DATA FOR THIS TASK:

//! Independent collision checker used by the simulation harness
//!
//! Keeps its own record of which movements are inside the intersection and
//! re-validates every entry against it, so a broken monitor shows up as a
//! counted violation instead of going unnoticed.

use log::error;
use std::sync::atomic::{AtomicUsize, Ordering};
use std::sync::{Mutex, MutexGuard, PoisonError};

use super::movement::Movement;

#[derive(Debug, Default)]
pub struct CollisionChecker {
    inside: Mutex<Vec<Movement>>,
    violations: AtomicUsize,
}

impl CollisionChecker {
    pub fn new() -> Self {
        Self::default()
    }

    fn inside(&self) -> MutexGuard<'_, Vec<Movement>> {
        self.inside.lock().unwrap_or_else(PoisonError::into_inner)
    }

    /// Record a vehicle that was just admitted
    ///
    /// Call after `request_entry` returns. Returns the occupant it collides
    /// with, if any; the vehicle is recorded either way.
    pub fn enter(&self, movement: Movement) -> Option<Movement> {
        let mut inside = self.inside();
        let collision = inside.iter().find(|other| movement.conflicts_with(other)).copied();
        if let Some(other) = collision {
            self.violations.fetch_add(1, Ordering::Relaxed);
            error!("collision: {} entered while {} was inside", movement, other);
        }
        inside.push(movement);
        collision
    }

    /// Forget a vehicle that is about to leave
    ///
    /// Call before `report_exit`, so a waiter woken by that exit never sees a
    /// stale entry here.
    pub fn exit(&self, movement: Movement) -> bool {
        let mut inside = self.inside();
        match inside.iter().position(|m| *m == movement) {
            Some(index) => {
                inside.remove(index);
                true
            }
            None => false,
        }
    }

    pub fn violations(&self) -> usize {
        self.violations.load(Ordering::Relaxed)
    }

    pub fn inside_count(&self) -> usize {
        self.inside().len()
    }
}

#[cfg(test)]
mod tests {
    use super::*;
    use crate::simulation::types::Direction::*;

    #[test]
    fn test_detects_conflicting_entry() {
        let checker = CollisionChecker::new();
        let a = Movement::new(North, East).unwrap();
        let b = Movement::new(South, East).unwrap();

        assert_eq!(checker.enter(a), None);
        assert_eq!(checker.enter(b), Some(a));
        assert_eq!(checker.violations(), 1);
        assert_eq!(checker.inside_count(), 2);
    }

    #[test]
    fn test_exit_clears_conflict() {
        let checker = CollisionChecker::new();
        let a = Movement::new(North, East).unwrap();
        let b = Movement::new(South, East).unwrap();

        checker.enter(a);
        assert!(checker.exit(a));
        assert!(!checker.exit(a));
        assert_eq!(checker.enter(b), None);
        assert_eq!(checker.violations(), 0);
    }
}
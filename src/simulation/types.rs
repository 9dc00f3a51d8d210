//! Core types for the intersection simulation
//!
//! Directions, turn classes and the harness defaults.

use anyhow::{bail, Result};
use std::fmt;
use std::str::FromStr;
use std::time::Duration;

/// One of the four approaches to the intersection
#[derive(Debug, Clone, Copy, PartialEq, Eq, Hash)]
pub enum Direction {
    North,
    East,
    South,
    West,
}

impl Direction {
    /// Every direction, clockwise starting at north
    pub const ALL: [Direction; 4] = [
        Direction::North,
        Direction::East,
        Direction::South,
        Direction::West,
    ];

    /// The direction directly across the intersection
    pub fn opposite(self) -> Direction {
        match self {
            Direction::North => Direction::South,
            Direction::East => Direction::West,
            Direction::South => Direction::North,
            Direction::West => Direction::East,
        }
    }

    /// Position in [`Direction::ALL`]
    pub fn index(self) -> usize {
        match self {
            Direction::North => 0,
            Direction::East => 1,
            Direction::South => 2,
            Direction::West => 3,
        }
    }

    pub fn name(self) -> &'static str {
        match self {
            Direction::North => "north",
            Direction::East => "east",
            Direction::South => "south",
            Direction::West => "west",
        }
    }
}

impl fmt::Display for Direction {
    fn fmt(&self, f: &mut fmt::Formatter<'_>) -> fmt::Result {
        f.write_str(self.name())
    }
}

impl FromStr for Direction {
    type Err = anyhow::Error;

    fn from_str(s: &str) -> Result<Self> {
        match s.trim().to_ascii_lowercase().as_str() {
            "n" | "north" => Ok(Direction::North),
            "e" | "east" => Ok(Direction::East),
            "s" | "south" => Ok(Direction::South),
            "w" | "west" => Ok(Direction::West),
            other => bail!("unknown direction '{}'", other),
        }
    }
}

/// How a movement crosses the intersection
#[derive(Debug, Clone, Copy, PartialEq, Eq, Hash)]
pub enum Turn {
    /// Turning into the nearest exit; only conflicts on a shared destination
    Right,
    /// Driving through to the opposite side
    Straight,
    /// Crossing the oncoming lanes
    Left,
}

/// Default number of concurrent vehicle threads
pub const DEFAULT_THREADS: usize = 10;

/// Default number of vehicles each thread drives through the intersection
pub const DEFAULT_VEHICLES_PER_THREAD: usize = 20;

/// Default time a vehicle spends inside the intersection
pub const DEFAULT_CROSSING_TIME: Duration = Duration::from_millis(1);

/// Default upper bound on the pause between two arrivals from one thread
pub const DEFAULT_MAX_ARRIVAL_DELAY: Duration = Duration::from_millis(2);
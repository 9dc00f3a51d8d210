//! Intersection monitor for the traffic simulation
//!
//! Decides which vehicles may occupy the shared four-way intersection at the
//! same time. One mutex guards the occupancy set and one condition variable
//! parks vehicles that cannot enter yet. Every exit wakes all parked vehicles,
//! and each one rescans the live occupants before entering. Which of several
//! eligible waiters gets in first is left to the scheduler; only
//! collision-freedom is guaranteed.

use log::{debug, trace, warn};
use std::sync::{Condvar, Mutex, MutexGuard, PoisonError};

use super::movement::Movement;
use super::types::Direction;

/// Counters kept by the monitor under its lock
#[derive(Debug, Clone, Copy, Default, PartialEq, Eq)]
pub struct IntersectionStats {
    /// Movements admitted into the intersection
    pub admitted: u64,
    /// Movements removed by a matching exit
    pub exited: u64,
    /// Times a requester was parked on the condition variable
    pub waits: u64,
    /// Exits that matched no occupant
    pub unmatched_exits: u64,
    /// Largest occupancy observed right after an admission
    pub peak_occupancy: usize,
}

#[derive(Debug, Default)]
struct Occupancy {
    /// Admitted movements in insertion order
    movements: Vec<Movement>,
    stats: IntersectionStats,
}

/// State left behind once the simulation is over
#[derive(Debug, Clone, PartialEq, Eq)]
pub struct Teardown {
    pub stats: IntersectionStats,
    /// Movements still inside; empty when every entry was paired with an exit
    pub residual: Vec<Movement>,
}

impl Teardown {
    pub fn is_clean(&self) -> bool {
        self.residual.is_empty()
    }
}

/// The shared intersection
///
/// Construct once with [`Intersection::init`] before any vehicle thread starts
/// and share it by reference (usually an `Arc`). Consume it with
/// [`Intersection::teardown`] after every vehicle thread has been joined.
#[derive(Debug)]
pub struct Intersection {
    occupancy: Mutex<Occupancy>,
    changed: Condvar,
}

impl Intersection {
    /// Build the lock, the condition variable and an empty occupancy set
    pub fn init() -> Self {
        debug!("intersection initialised");
        Self {
            occupancy: Mutex::new(Occupancy::default()),
            changed: Condvar::new(),
        }
    }

    /// Destroy the intersection and report what was left inside
    pub fn teardown(self) -> Teardown {
        let occupancy = self
            .occupancy
            .into_inner()
            .unwrap_or_else(PoisonError::into_inner);

        if !occupancy.movements.is_empty() {
            warn!(
                "intersection torn down with {} vehicle(s) still inside",
                occupancy.movements.len()
            );
        }
        debug!("intersection torn down: {:?}", occupancy.stats);

        Teardown {
            stats: occupancy.stats,
            residual: occupancy.movements,
        }
    }

    fn lock(&self) -> MutexGuard<'_, Occupancy> {
        self.occupancy
            .lock()
            .unwrap_or_else(|_| panic!("intersection lock poisoned by a panicking vehicle thread"))
    }

    /// Block until a vehicle going from `origin` to `destination` may enter
    ///
    /// The movement is checked against every current occupant. On any
    /// conflict the caller parks until the next exit and then rescans from
    /// the start, since the occupants may have changed arbitrarily.
    ///
    /// # Panics
    ///
    /// Panics if `origin == destination` or if the lock is poisoned.
    pub fn request_entry(&self, origin: Direction, destination: Direction) {
        let incoming = match Movement::new(origin, destination) {
            Ok(movement) => movement,
            Err(e) => panic!("request_entry precondition violated: {:#}", e),
        };

        let mut occupancy = self.lock();
        loop {
            let blocker = occupancy
                .movements
                .iter()
                .find(|existing| !incoming.compatible(existing))
                .copied();

            match blocker {
                None => break,
                Some(blocker) => {
                    trace!("{} waits for {} to clear", incoming, blocker);
                    occupancy.stats.waits += 1;
                    occupancy = self.changed.wait(occupancy).unwrap_or_else(|_| {
                        panic!("intersection lock poisoned while {} waited", incoming)
                    });
                }
            }
        }

        occupancy.movements.push(incoming);
        occupancy.stats.admitted += 1;
        let inside = occupancy.movements.len();
        occupancy.stats.peak_occupancy = occupancy.stats.peak_occupancy.max(inside);
        trace!("{} entered ({} inside)", incoming, inside);
    }

    /// Record that a vehicle going from `origin` to `destination` has left
    ///
    /// Removes the first occupant with the same origin and destination and
    /// wakes every parked requester. Returns false, leaving the occupants
    /// untouched, when nothing matches.
    pub fn report_exit(&self, origin: Direction, destination: Direction) -> bool {
        let mut occupancy = self.lock();

        let position = occupancy
            .movements
            .iter()
            .position(|m| m.origin() == origin && m.destination() == destination);

        match position {
            Some(index) => {
                let leaving = occupancy.movements.remove(index);
                occupancy.stats.exited += 1;
                self.changed.notify_all();
                trace!(
                    "{} exited ({} inside)",
                    leaving,
                    occupancy.movements.len()
                );
                true
            }
            None => {
                occupancy.stats.unmatched_exits += 1;
                warn!(
                    "exit {}->{} matches no vehicle in the intersection",
                    origin, destination
                );
                false
            }
        }
    }

    /// Enter the intersection and get a guard that reports the exit on drop
    pub fn enter(&self, origin: Direction, destination: Direction) -> Crossing<'_> {
        self.request_entry(origin, destination);
        Crossing {
            intersection: self,
            origin,
            destination,
        }
    }

    /// Snapshot of the movements currently inside, in admission order
    pub fn occupants(&self) -> Vec<Movement> {
        self.lock().movements.clone()
    }

    pub fn occupancy(&self) -> usize {
        self.lock().movements.len()
    }

    pub fn stats(&self) -> IntersectionStats {
        self.lock().stats
    }
}

impl Default for Intersection {
    fn default() -> Self {
        Self::init()
    }
}

/// A vehicle inside the intersection
///
/// Dropping it reports the exit, so the exit always uses the same origin and
/// destination the vehicle entered with.
#[derive(Debug)]
pub struct Crossing<'a> {
    intersection: &'a Intersection,
    origin: Direction,
    destination: Direction,
}

impl Crossing<'_> {
    pub fn origin(&self) -> Direction {
        self.origin
    }

    pub fn destination(&self) -> Direction {
        self.destination
    }
}

impl Drop for Crossing<'_> {
    fn drop(&mut self) {
        self.intersection.report_exit(self.origin, self.destination);
    }
}
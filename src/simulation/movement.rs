//! Vehicle movements and the pairwise conflict rules
//!
//! Pure value types with no shared state. The intersection monitor evaluates
//! these predicates against its live occupants on every check.

use anyhow::{bail, Result};
use std::fmt;

use super::types::{Direction, Turn};

/// The path a vehicle takes through the intersection
///
/// Two movements with the same origin and destination are interchangeable;
/// no per-vehicle identity is attached.
#[derive(Debug, Clone, Copy, PartialEq, Eq, Hash)]
pub struct Movement {
    origin: Direction,
    destination: Direction,
}

impl Movement {
    /// Create a movement, rejecting a vehicle that leaves the way it came
    pub fn new(origin: Direction, destination: Direction) -> Result<Self> {
        if origin == destination {
            bail!(
                "movement origin and destination are both {}; u-turns are not modelled",
                origin
            );
        }
        Ok(Self {
            origin,
            destination,
        })
    }

    /// All twelve valid movements
    pub fn all() -> impl Iterator<Item = Movement> {
        Direction::ALL.into_iter().flat_map(|origin| {
            Direction::ALL
                .into_iter()
                .filter(move |destination| *destination != origin)
                .map(move |destination| Movement {
                    origin,
                    destination,
                })
        })
    }

    pub fn origin(&self) -> Direction {
        self.origin
    }

    pub fn destination(&self) -> Direction {
        self.destination
    }

    /// True for exactly west->south, south->east, east->north and north->west
    pub fn is_right_turn(&self) -> bool {
        matches!(
            (self.origin, self.destination),
            (Direction::West, Direction::South)
                | (Direction::South, Direction::East)
                | (Direction::East, Direction::North)
                | (Direction::North, Direction::West)
        )
    }

    pub fn turn(&self) -> Turn {
        if self.is_right_turn() {
            Turn::Right
        } else if self.destination == self.origin.opposite() {
            Turn::Straight
        } else {
            Turn::Left
        }
    }

    /// Whether both movements may be inside the intersection at once
    ///
    /// Symmetric. Holds when the vehicles share an approach, drive exact
    /// reverse paths, or one of them turns right into a different exit.
    pub fn compatible(&self, other: &Movement) -> bool {
        if self.origin == other.origin {
            return true;
        }
        if self.origin == other.destination && self.destination == other.origin {
            return true;
        }
        (self.is_right_turn() || other.is_right_turn()) && self.destination != other.destination
    }

    pub fn conflicts_with(&self, other: &Movement) -> bool {
        !self.compatible(other)
    }
}

impl fmt::Display for Movement {
    fn fmt(&self, f: &mut fmt::Formatter<'_>) -> fmt::Result {
        write!(f, "{}->{}", self.origin, self.destination)
    }
}

/// Free-function form of [`Movement::is_right_turn`]
pub fn is_right_turn(movement: &Movement) -> bool {
    movement.is_right_turn()
}

/// Free-function form of [`Movement::compatible`]
pub fn compatible(a: &Movement, b: &Movement) -> bool {
    a.compatible(b)
}
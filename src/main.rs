use anyhow::{bail, Result};
use clap::Parser;
use log::info;
use std::time::Duration;

use intersection_sync::simulation::{
    SimConfig, SimWorld, DEFAULT_CROSSING_TIME, DEFAULT_MAX_ARRIVAL_DELAY, DEFAULT_THREADS,
    DEFAULT_VEHICLES_PER_THREAD,
};

#[derive(Parser)]
#[command(name = "intersection_sync")]
#[command(about = "Four-way intersection synchronization simulation")]
struct Cli {
    /// Number of concurrent vehicle threads
    #[arg(long, default_value_t = DEFAULT_THREADS)]
    threads: usize,

    /// Number of vehicles each thread sends through the intersection
    #[arg(long, default_value_t = DEFAULT_VEHICLES_PER_THREAD)]
    vehicles: usize,

    /// Time a vehicle spends inside the intersection, in milliseconds
    #[arg(long, default_value_t = DEFAULT_CROSSING_TIME.as_millis() as u64)]
    crossing_ms: u64,

    /// Maximum random pause before each arrival, in milliseconds
    #[arg(long, default_value_t = DEFAULT_MAX_ARRIVAL_DELAY.as_millis() as u64)]
    arrival_ms: u64,

    /// Seed for reproducible movement choices
    #[arg(long)]
    seed: Option<u64>,
}

impl Cli {
    fn into_config(self) -> SimConfig {
        SimConfig {
            threads: self.threads,
            vehicles_per_thread: self.vehicles,
            crossing_time: Duration::from_millis(self.crossing_ms),
            max_arrival_delay: Duration::from_millis(self.arrival_ms),
            seed: self.seed,
        }
    }
}

fn main() -> Result<()> {
    env_logger::Builder::from_env(env_logger::Env::default().default_filter_or("info")).init();

    let cli = Cli::parse();
    run_headless(cli.into_config())
}

/// Run the simulation without any interactive output
fn run_headless(config: SimConfig) -> Result<()> {
    info!("Running intersection simulation in headless mode...");
    info!(
        "Threads: {}, vehicles per thread: {}, crossing: {:?}, max arrival delay: {:?}",
        config.threads, config.vehicles_per_thread, config.crossing_time, config.max_arrival_delay
    );
    if let Some(seed) = config.seed {
        info!("Seed: {}", seed);
    }

    let report = SimWorld::new(config).run()?;
    report.log_summary();

    if report.collisions > 0 {
        bail!("{} collision(s) detected in the intersection", report.collisions);
    }
    if !report.residual.is_empty() {
        bail!(
            "{} vehicle(s) left in the intersection at teardown",
            report.residual.len()
        );
    }
    Ok(())
}
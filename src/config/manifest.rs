//! Loading dependency tables from a `package.json` manifest.

use serde::Deserialize;
use std::collections::BTreeMap;
use std::path::Path;

use super::deps::DependencyTables;
use crate::error::ConfigError;

#[derive(Debug, Default, Deserialize)]
#[serde(rename_all = "camelCase")]
struct PackageJson {
    #[serde(default)]
    dependencies: BTreeMap<String, serde_json::Value>,
    #[serde(default)]
    dev_dependencies: BTreeMap<String, serde_json::Value>,
}

impl DependencyTables {
    /// Build tables from `package.json` text. Every declared package maps to
    /// `label_prefix`; version ranges are ignored.
    pub fn from_package_json(text: &str, label_prefix: &str) -> Result<Self, ConfigError> {
        let manifest: PackageJson = serde_json::from_str(text)?;

        let mut tables = DependencyTables::new();
        for name in manifest.dependencies.into_keys() {
            tables.dependencies.insert(name, label_prefix.to_string());
        }
        for name in manifest.dev_dependencies.into_keys() {
            tables
                .dev_dependencies
                .insert(name, label_prefix.to_string());
        }
        Ok(tables)
    }
}

/// Read and parse a `package.json` file.
pub fn load_package_json(
    path: impl AsRef<Path>,
    label_prefix: &str,
) -> Result<DependencyTables, ConfigError> {
    let path = path.as_ref();
    let text = std::fs::read_to_string(path)?;
    let tables = DependencyTables::from_package_json(&text, label_prefix)?;
    tracing::debug!(
        "loaded {} dependencies and {} dev dependencies from {}",
        tables.dependencies.len(),
        tables.dev_dependencies.len(),
        path.display()
    );
    Ok(tables)
}
//! Foundation types for the jsdep resolver.
//!
//! This module provides fundamental types used throughout the crate:
//! - [`Label`] - Build labels (`@repo//pkg:name`) with relative/absolute forms
//! - [`ImportSpec`] - (language, identifier) keys for the build index
//! - [`path`] - Lexical, `/`-separated path helpers
//! - Domain constants (builtins, extensions, exempt prefixes)
//!
//! This module has NO dependencies on other jsdep modules.

pub mod constants;
mod import_spec;
mod label;
pub mod path;

pub use import_spec::ImportSpec;
pub use label::{Label, LabelError};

WORK REQUEST:
For the lines above, output exactly those from the line containing "#[arg(long, default_value_t = DEFAULT_CROSSING_TIME.as_millis()" through the line containing "DEFAULT_MAX_ARRIVAL_DELAY.as_millis() as u64)]", and skip the others.

EXERCISE OUTPUT:
    #[arg(long, default_value_t = DEFAULT_CROSSING_TIME.as_millis() as u64)]
    crossing_ms: u64,

    /// Maximum random pause before each arrival, in milliseconds
    #[arg(long, default_value_t = DEFAULT_MAX_ARRIVAL_DELAY.as_millis() as u64)]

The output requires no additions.